### Saved entries
/---
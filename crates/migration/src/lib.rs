//! Migrator registering entity-specific migrations in dependency order.
//! Indexes are applied last.
pub use sea_orm_migration::prelude::*;

mod m20241001_000001_create_service;
mod m20241001_000002_create_coach_service;
mod m20241001_000003_create_abonement_service;
mod m20241001_000004_add_indexes;

pub struct Migrator;

#[async_trait::async_trait]
impl MigratorTrait for Migrator {
    fn migrations() -> Vec<Box<dyn MigrationTrait>> {
        vec![
            Box::new(m20241001_000001_create_service::Migration),
            Box::new(m20241001_000002_create_coach_service::Migration),
            Box::new(m20241001_000003_create_abonement_service::Migration),
            // Indexes should always be applied last
            Box::new(m20241001_000004_add_indexes::Migration),
        ]
    }
}
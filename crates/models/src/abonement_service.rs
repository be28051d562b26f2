use sea_orm::{entity::prelude::*, Set};
use uuid::Uuid;
use serde::{Deserialize, Serialize};

use crate::link::ServiceLink;
use crate::service;

/// One abonement↔service pair. Rows carry their own id, so additive inserts may
/// repeat a pair.
#[derive(Clone, Debug, PartialEq, DeriveEntityModel, Serialize, Deserialize)]
#[sea_orm(table_name = "abonement_service")]
pub struct Model {
    #[sea_orm(primary_key, auto_increment = false)]
    pub id: Uuid,
    pub abonement_id: Uuid,
    pub service_id: Uuid,
}

#[derive(Copy, Clone, Debug, EnumIter)]
pub enum Relation { Service }

impl RelationTrait for Relation {
    fn def(&self) -> RelationDef {
        match self {
            Relation::Service => Entity::belongs_to(service::Entity).from(Column::ServiceId).to(service::Column::Id).into(),
        }
    }
}

impl Related<service::Entity> for Entity {
    fn to() -> RelationDef { Relation::Service.def() }
}

impl ActiveModelBehavior for ActiveModel {}

impl ServiceLink for Entity {
    type Row = ActiveModel;

    const OWNER: &'static str = "abonement";

    fn owner_column() -> Column { Column::AbonementId }

    fn owner_id(model: &Model) -> Uuid { model.abonement_id }

    fn service_id(model: &Model) -> Uuid { model.service_id }

    fn row(owner_id: Uuid, service_id: Uuid) -> ActiveModel {
        ActiveModel {
            id: Set(Uuid::new_v4()),
            abonement_id: Set(owner_id),
            service_id: Set(service_id),
        }
    }
}
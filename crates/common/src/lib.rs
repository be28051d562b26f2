//! Shared helpers for the catalog binaries: logging setup, the admin HTTP
//! listener and small response types.

pub mod types;
pub mod utils;
pub mod admin_http;
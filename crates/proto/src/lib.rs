//! Generated gRPC types: the catalog service we serve and the sibling
//! services we call.

pub mod catalog {
    pub mod v1 {
        tonic::include_proto!("catalog.v1");
    }
}

pub mod coach {
    pub mod v1 {
        tonic::include_proto!("coach.v1");
    }
}

pub mod abonement {
    pub mod v1 {
        tonic::include_proto!("abonement.v1");
    }
}
use thiserror::Error;

#[derive(Debug, Error)]
pub enum ModelError {
    #[error("validation error: {0}")]
    Validation(String),
    #[error("conflict: {0}")]
    Conflict(String),
    #[error("database error: {0}")]
    Db(String),
}

impl From<sea_orm::DbErr> for ModelError {
    fn from(e: sea_orm::DbErr) -> Self {
        ModelError::Db(e.to_string())
    }
}
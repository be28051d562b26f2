//! Existence checks against the sibling coach and abonement services.

use async_trait::async_trait;
use uuid::Uuid;

pub mod grpc;

pub use grpc::GrpcEntityValidator;

/// Outcome of asking a sibling service whether an entity exists.
#[derive(Debug, Clone, PartialEq, Eq)]
pub enum EntityLookup {
    Found,
    NotFound,
    /// The sibling could not answer; carries the transport or status message.
    Unavailable(String),
}

#[async_trait]
pub trait EntityValidator: Send + Sync {
    async fn coach_exists(&self, id: Uuid) -> EntityLookup;
    async fn abonement_exists(&self, id: Uuid) -> EntityLookup;
}

/// Fixed answers for tests
pub mod mock {
    use super::*;
    use std::collections::HashSet;
    use std::sync::atomic::{AtomicUsize, Ordering};

    #[derive(Default)]
    pub struct StaticEntityValidator {
        coaches: HashSet<Uuid>,
        abonements: HashSet<Uuid>,
        unavailable: bool,
        calls: AtomicUsize,
    }

    impl StaticEntityValidator {
        pub fn new() -> Self { Self::default() }

        pub fn with_coach(mut self, id: Uuid) -> Self {
            self.coaches.insert(id);
            self
        }

        pub fn with_abonement(mut self, id: Uuid) -> Self {
            self.abonements.insert(id);
            self
        }

        /// Every lookup answers `Unavailable`.
        pub fn unavailable() -> Self {
            Self { unavailable: true, ..Self::default() }
        }

        pub fn calls(&self) -> usize {
            self.calls.load(Ordering::SeqCst)
        }

        fn lookup(&self, known: &HashSet<Uuid>, id: Uuid) -> EntityLookup {
            self.calls.fetch_add(1, Ordering::SeqCst);
            if self.unavailable {
                EntityLookup::Unavailable("connection refused".into())
            } else if known.contains(&id) {
                EntityLookup::Found
            } else {
                EntityLookup::NotFound
            }
        }
    }

    #[async_trait]
    impl EntityValidator for StaticEntityValidator {
        async fn coach_exists(&self, id: Uuid) -> EntityLookup {
            self.lookup(&self.coaches, id)
        }

        async fn abonement_exists(&self, id: Uuid) -> EntityLookup {
            self.lookup(&self.abonements, id)
        }
    }
}
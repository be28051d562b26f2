use sea_orm::{ColumnTrait, DatabaseConnection, EntityTrait, QueryFilter, QueryOrder};
use uuid::Uuid;

use models::service;
use crate::errors::ServiceError;

/// Create a service with a caller-chosen id.
pub async fn create_service(db: &DatabaseConnection, id: Uuid, title: &str, photo: &str) -> Result<service::Model, ServiceError> {
    Ok(service::create(db, id, title, photo).await?)
}

/// Get service by id, `ServiceNotFound` when absent.
pub async fn get_service(db: &DatabaseConnection, id: Uuid) -> Result<service::Model, ServiceError> {
    service::Entity::find_by_id(id)
        .one(db)
        .await?
        .ok_or(ServiceError::ServiceNotFound)
}

/// Partial update; empty strings leave the column unchanged.
pub async fn update_service(db: &DatabaseConnection, id: Uuid, title: &str, photo: &str) -> Result<(), ServiceError> {
    match service::update_fields(db, id, title, photo).await? {
        Some(_) => Ok(()),
        None => Err(ServiceError::ServiceNotFound),
    }
}

/// Delete service; links go with it through the cascading foreign key.
pub async fn delete_service(db: &DatabaseConnection, id: Uuid) -> Result<bool, ServiceError> {
    let res = service::Entity::delete_by_id(id).exec(db).await?;
    Ok(res.rows_affected > 0)
}

pub async fn list_services(db: &DatabaseConnection) -> Result<Vec<service::Model>, ServiceError> {
    Ok(service::Entity::find()
        .order_by_asc(service::Column::CreatedTime)
        .all(db)
        .await?)
}

/// Batch lookup. Zero matching rows (empty input included) is `ServiceNotFound`;
/// a partial match is returned as is.
pub async fn get_services_by_ids(db: &DatabaseConnection, ids: &[Uuid]) -> Result<Vec<service::Model>, ServiceError> {
    if ids.is_empty() {
        return Err(ServiceError::ServiceNotFound);
    }
    let rows = service::Entity::find()
        .filter(service::Column::Id.is_in(ids.iter().copied()))
        .all(db)
        .await?;
    if rows.is_empty() {
        return Err(ServiceError::ServiceNotFound);
    }
    Ok(rows)
}
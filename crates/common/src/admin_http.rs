//! Lightweight admin HTTP listener
//!
//! Exposes `/healthz` and `/metrics` endpoints, with metrics provided by caller.

use axum::http::StatusCode;
use axum::{routing::get, Json, Router};
use tokio::net::TcpListener;
use tokio::task::JoinHandle;
use tracing::{error, info};

use crate::types::Health;

async fn healthz() -> Json<Health> {
    Json(Health { status: "ok" })
}

/// Router serving health and the caller-provided metrics text.
pub fn admin_router(metrics_fn: fn() -> (StatusCode, String)) -> Router {
    Router::new()
        .route("/healthz", get(healthz))
        .route("/metrics", get(move || async move { metrics_fn() }))
}

/// Bind the admin listener and serve it on a background task.
/// Binding errors are returned; serve errors are logged.
pub async fn spawn_admin_server(
    addr: &str,
    metrics_fn: fn() -> (StatusCode, String),
) -> anyhow::Result<JoinHandle<()>> {
    let listener = TcpListener::bind(addr).await?;
    let local = listener.local_addr()?;
    info!(addr = %local, "admin server listening");
    let router = admin_router(metrics_fn);
    Ok(tokio::spawn(async move {
        if let Err(e) = axum::serve(listener, router).await {
            error!(error = %e, "admin server stopped");
        }
    }))
}
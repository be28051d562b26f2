//! Photo storage for catalog entries.

use async_trait::async_trait;
use uuid::Uuid;

use crate::errors::ServiceError;

pub mod gateway;

pub use gateway::ObjectStoreGateway;

/// Key under which a service's photo lives.
pub fn service_photo_key(id: Uuid) -> String {
    format!("service/{id}")
}

#[async_trait]
pub trait ObjectStorage: Send + Sync {
    /// Store `data` at `key` and return its public URL.
    async fn put_object(&self, data: Vec<u8>, key: &str) -> Result<String, ServiceError>;
    /// `None` when nothing is stored at `key`.
    async fn get_object(&self, key: &str) -> Result<Option<Vec<u8>>, ServiceError>;
    async fn delete_object(&self, key: &str) -> Result<(), ServiceError>;
}
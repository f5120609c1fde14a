//! The core module of the table extraction pipeline.
//!
//! This module contains the fundamental components shared by every stage:
//! - Configuration types for the tunable stage parameters
//! - Constants used throughout the pipeline
//! - Error handling
//! - Input validation utilities
//!
//! It also provides re-exports of commonly used types for convenience.

pub mod config;
pub mod constants;
pub mod errors;
pub mod validation;

pub use config::{
    BinarizerConfig, GridScanConfig, LineExtractorConfig, LocatorConfig, TesseractConfig,
    ThresholdMethod,
};
pub use constants::*;
pub use errors::GridScanError;

/// Initializes the tracing subscriber for logging.
///
/// This function sets up the tracing subscriber with environment filter and formatting layer.
/// It's typically called at the start of an application to enable logging.
pub fn init_tracing() {
    use tracing_subscriber::{layer::SubscriberExt, util::SubscriberInitExt};

    tracing_subscriber::registry()
        .with(tracing_subscriber::EnvFilter::from_default_env())
        .with(tracing_subscriber::fmt::layer())
        .init();
}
\---
### TASK TO COMPLETE
How many lines of the data include the word "Deserialize"? Reply with the number and nothing else.

### TASK ANSWER
2